### Problem to work on
A line qualifies if it holds the string "RawOrigin". Copy every qualifying line from the records.
Provided records Start Marker
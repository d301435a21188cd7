//! Benchmarking setup for pallet-governance-token

use super::*;

#[allow(unused)]
use crate::Pallet as GovernanceToken;
use frame_benchmarking::v2::*;
use frame_system::RawOrigin;

/// Give `who` a balance and one checkpoint in an earlier block, so the
/// benchmarked call appends rather than creates the log.
fn seed_account<T: Config>(who: &T::AccountId, amount: u128) {
    Balances::<T>::mutate(who, |balance| *balance += amount);
    TotalSupply::<T>::mutate(|supply| *supply += amount);
    Snapshots::<T>::insert(
        who,
        0,
        Snapshot { block_height: frame_system::Pallet::<T>::block_number(), value: amount },
    );
    SnapshotCount::<T>::insert(who, 1);
    frame_system::Pallet::<T>::set_block_number(
        frame_system::Pallet::<T>::block_number() + 1u32.into(),
    );
}

#[benchmarks]
mod benchmarks {
    use super::*;

    #[benchmark]
    fn initialize() {
        let migrator: T::AccountId = account("migrator", 0, 0);
        let distributor: T::AccountId = account("distributor", 0, 0);
        let hook: T::AccountId = account("governance", 0, 0);
        let origin = T::AdminOrigin::try_successful_origin().expect("Admin origin");

        #[extrinsic_call]
        _(origin as T::RuntimeOrigin, migrator.clone(), distributor.clone(), Some(hook));

        assert_eq!(Balances::<T>::get(&migrator), T::MigrationAmount::get());
        assert_eq!(Balances::<T>::get(&distributor), T::DistributionAmount::get());
    }

    #[benchmark]
    fn mint() {
        let recipient: T::AccountId = account("recipient", 0, 0);
        GovernanceHook::<T>::put(account::<T::AccountId>("governance", 0, 0));
        seed_account::<T>(&recipient, 1_000);
        let origin = T::AdminOrigin::try_successful_origin().expect("Admin origin");

        #[extrinsic_call]
        _(origin as T::RuntimeOrigin, recipient.clone(), 1_000_000);

        assert_eq!(Balances::<T>::get(&recipient), 1_001_000);
        assert_eq!(SnapshotCount::<T>::get(&recipient), 2);
    }

    #[benchmark]
    fn transfer() {
        let caller: T::AccountId = whitelisted_caller();
        let recipient: T::AccountId = account("recipient", 0, 0);
        GovernanceHook::<T>::put(account::<T::AccountId>("governance", 0, 0));
        seed_account::<T>(&caller, 10_000_000);
        seed_account::<T>(&recipient, 1_000);

        #[extrinsic_call]
        _(RawOrigin::Signed(caller.clone()), recipient.clone(), 1_000_000);

        assert_eq!(Balances::<T>::get(&recipient), 1_001_000);
        assert_eq!(SnapshotCount::<T>::get(&caller), 2);
    }

    #[benchmark]
    fn burn() {
        let caller: T::AccountId = whitelisted_caller();
        GovernanceHook::<T>::put(account::<T::AccountId>("governance", 0, 0));
        seed_account::<T>(&caller, 10_000_000);

        #[extrinsic_call]
        _(RawOrigin::Signed(caller.clone()), 1_000_000);

        assert_eq!(Balances::<T>::get(&caller), 9_000_000);
    }

    #[benchmark]
    fn approve() {
        let caller: T::AccountId = whitelisted_caller();
        let spender: T::AccountId = account("spender", 0, 0);

        #[extrinsic_call]
        _(RawOrigin::Signed(caller.clone()), spender.clone(), 1_000_000);

        assert_eq!(Allowances::<T>::get(&caller, &spender), 1_000_000);
    }

    #[benchmark]
    fn transfer_from() {
        let caller: T::AccountId = whitelisted_caller();
        let owner: T::AccountId = account("owner", 0, 0);
        let recipient: T::AccountId = account("recipient", 0, 0);
        GovernanceHook::<T>::put(account::<T::AccountId>("governance", 0, 0));
        seed_account::<T>(&owner, 10_000_000);
        seed_account::<T>(&recipient, 1_000);
        Allowances::<T>::insert(&owner, &caller, 2_000_000);

        #[extrinsic_call]
        _(RawOrigin::Signed(caller.clone()), owner.clone(), recipient.clone(), 1_000_000);

        assert_eq!(Allowances::<T>::get(&owner, &caller), 1_000_000);
        assert_eq!(Balances::<T>::get(&recipient), 1_001_000);
    }

    impl_benchmark_test_suite!(GovernanceToken, crate::mock::new_test_ext(), crate::mock::Test);
}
Provided records End Marker
### Task output
use frame_system::RawOrigin;
        _(RawOrigin::Signed(caller.clone()), recipient.clone(), 1_000_000);
        _(RawOrigin::Signed(caller.clone()), 1_000_000);
        _(RawOrigin::Signed(caller.clone()), spender.clone(), 1_000_000);
        _(RawOrigin::Signed(caller.clone()), owner.clone(), recipient.clone(), 1_000_000);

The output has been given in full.